Wednesday, April 24, 2024
High-bandwidth memory (HBM) has become the artificial-intelligence memory of choice, and as HBM3 goes into volume production, more attention is being paid to power consumption in the wake of 2023’s generative AI boom.
Lou Ternullo, senior director of product marketing for silicon IP at Rambus, told EE Times in an exclusive interview that the increasing demand for memory bandwidth from AI is directly correlated to increasing HBM bandwidth. “Across the market, we have seen datasets and training models getting larger and larger, and 2023’s GenAI boom only accelerated this,” he said.
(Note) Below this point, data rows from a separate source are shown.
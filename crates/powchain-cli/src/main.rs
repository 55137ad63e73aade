use anyhow::Result;
use clap::{Parser, Subcommand};
use reqwest::{Client, RequestBuilder};
use serde::Serialize;
use tracing::debug;
use tracing_subscriber::{fmt, EnvFilter};

#[derive(Parser, Debug)]
#[command(name = "powchain-cli")]
#[command(about = "CLI client for the proof-of-work ledger node")]
struct Cli {
    /// Node base URL (e.g. http://127.0.0.1:5000)
    #[arg(long, global = true, default_value = "http://127.0.0.1:5000")]
    node: String,

    #[command(subcommand)]
    cmd: Command,
}

#[derive(Subcommand, Debug)]
enum Command {
    /// Queue a transaction for the next block
    Submit {
        #[arg(long)]
        sender: String,
        #[arg(long)]
        recipient: String,
        #[arg(long, allow_negative_numbers = true)]
        amount: f64,
    },
    /// Mine a block with the pending transactions
    Mine,
    /// Print the full chain
    Chain,
    /// Print transactions waiting for the next block
    Pending,
    /// Register peer nodes
    Register {
        /// Peer URLs, e.g. http://127.0.0.1:5001
        #[arg(required = true)]
        nodes: Vec<String>,
    },
    /// Ask the node to adopt the longest valid chain among its peers
    Resolve,
}

#[derive(Serialize)]
struct Tx {
    sender: String,
    recipient: String,
    amount: f64,
}

#[derive(Serialize)]
struct Nodes {
    nodes: Vec<String>,
}

impl Command {
    fn request(self, client: &Client, node: &str) -> RequestBuilder {
        match self {
            Command::Submit {
                sender,
                recipient,
                amount,
            } => client
                .post(format!("{node}/transactions/add"))
                .json(&Tx {
                    sender,
                    recipient,
                    amount,
                }),
            Command::Mine => client.get(format!("{node}/mining")),
            Command::Chain => client.get(format!("{node}/fullchain")),
            Command::Pending => client.get(format!("{node}/transactions/pending")),
            Command::Register { nodes } => client
                .post(format!("{node}/nodes/register"))
                .json(&Nodes { nodes }),
            Command::Resolve => client.get(format!("{node}/nodes/conflict_resolving")),
        }
    }
}

#[tokio::main]
async fn main() -> Result<()> {
    fmt()
        .with_env_filter(EnvFilter::from_default_env())
        .pretty()
        .init();

    let cli = Cli::parse();
    let node = cli.node.trim_end_matches('/').to_string();
    let client = Client::new();
    debug!(cmd = ?cli.cmd, node = %node, "sending request");

    let res = cli.cmd.request(&client, &node).send().await?;
    let status = res.status();
    let body = res.text().await?;
    println!("status: {}", status);
    match serde_json::from_str::<serde_json::Value>(&body) {
        Ok(json) => println!("{}", serde_json::to_string_pretty(&json)?),
        Err(_) => println!("{body}"),
    }
    Ok(())
}
use anyhow::{Context, Result};
use powchain_core::{Block, ChainStore};
use sled::{Batch, Db, IVec, Tree};
use std::path::Path;
use tracing::info;

const TREE_BLOCKS: &str = "blocks";
const KEY_TIP_HEIGHT: &[u8] = b"tip_height";

/// Blocks are bincode-encoded and keyed by big-endian index, so tree order is chain order.
#[derive(Clone)]
pub struct SledStore {
  db: Db,
}

impl SledStore {
  pub fn open<P: AsRef<Path>>(path: P) -> Result<Self> {
    let path = path.as_ref();
    let db = sled::open(path).with_context(|| format!("opening sled db at {}", path.display()))?;
    info!(path = %path.display(), "sled store opened");
    Ok(Self { db })
  }

  fn blocks(&self) -> Result<Tree> {
    self.db.open_tree(TREE_BLOCKS).context("opening blocks tree")
  }

  /// Drops every stored block and the tip marker.
  pub fn clear(&self) -> Result<()> {
    self.blocks()?.clear()?;
    self.db.remove(KEY_TIP_HEIGHT)?;
    self.db.flush()?;
    Ok(())
  }

  fn decode(index: u64, bytes: &IVec) -> Result<Block> {
    bincode::deserialize(bytes).with_context(|| format!("decoding block {index}"))
  }
}

impl ChainStore for SledStore {
  fn put_block(&self, block: &Block) -> Result<()> {
    let tree = self.blocks()?;
    let bytes = bincode::serialize(block)?;
    tree.insert(block.index.to_be_bytes(), bytes)?;

    // update tip
    self
      .db
      .insert(KEY_TIP_HEIGHT, block.index.to_be_bytes().to_vec())?;

    self.db.flush()?;
    Ok(())
  }

  fn tip_height(&self) -> Result<u64> {
    match self.db.get(KEY_TIP_HEIGHT)? {
      Some(v) => {
        let arr: [u8; 8] = v.as_ref().try_into().context("corrupt tip height")?;
        Ok(u64::from_be_bytes(arr))
      }
      None => Ok(0),
    }
  }

  fn load_chain(&self) -> Result<Vec<Block>> {
    let tree = self.blocks()?;
    let mut chain = Vec::with_capacity(tree.len());
    for entry in tree.iter() {
      let (key, value) = entry?;
      let index = key
        .as_ref()
        .try_into()
        .map(u64::from_be_bytes)
        .context("corrupt block key")?;
      chain.push(Self::decode(index, &value)?);
    }
    Ok(chain)
  }

  fn replace_chain(&self, chain: &[Block]) -> Result<()> {
    let tree = self.blocks()?;
    let tip = chain.last().map_or(0, |b| b.index);

    // one batch so readers never observe a half-written chain
    let mut batch = Batch::default();
    for entry in tree.iter().keys() {
      let key = entry?;
      let stale = key
        .as_ref()
        .try_into()
        .map(u64::from_be_bytes)
        .map_or(true, |index| index > tip);
      if stale {
        batch.remove(key);
      }
    }
    for block in chain {
      batch.insert(block.index.to_be_bytes().to_vec(), bincode::serialize(block)?);
    }
    tree.apply_batch(batch)?;

    self.db.insert(KEY_TIP_HEIGHT, tip.to_be_bytes().to_vec())?;
    self.db.flush()?;
    info!(height = chain.len(), "replaced stored chain");
    Ok(())
  }

  fn close(&self) -> Result<()> {
    self.db.flush()?;
    Ok(())
  }
}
Performance needs, memory bandwidth and memory sizes are growing exponentially, Ternullo said, putting higher expectations and pressure on the next generation of HBM.
While bandwidth per watt as it relates to HBM is not particularly new, he said, energy consumption by data centers has been on the rise. “The huge investments and deployments into generative AI in 2023 have some predicting that data center electricity use will double by 2026.”
Ternullo said these rapidly increasing power costs mean that bandwidth per watt is becoming a more important metric for enterprises who need to monitor operational costs—even more so with the increasing focus on sustainability initiatives.
The high costs associated with HBM and the price tag of the memory itself means the total cost of ownership becomes the deciding factor when determining if this uber-power memory is necessary for application. Ternullo said the process for customers to decide which memory they need starts with technical requirements like density, performance and power.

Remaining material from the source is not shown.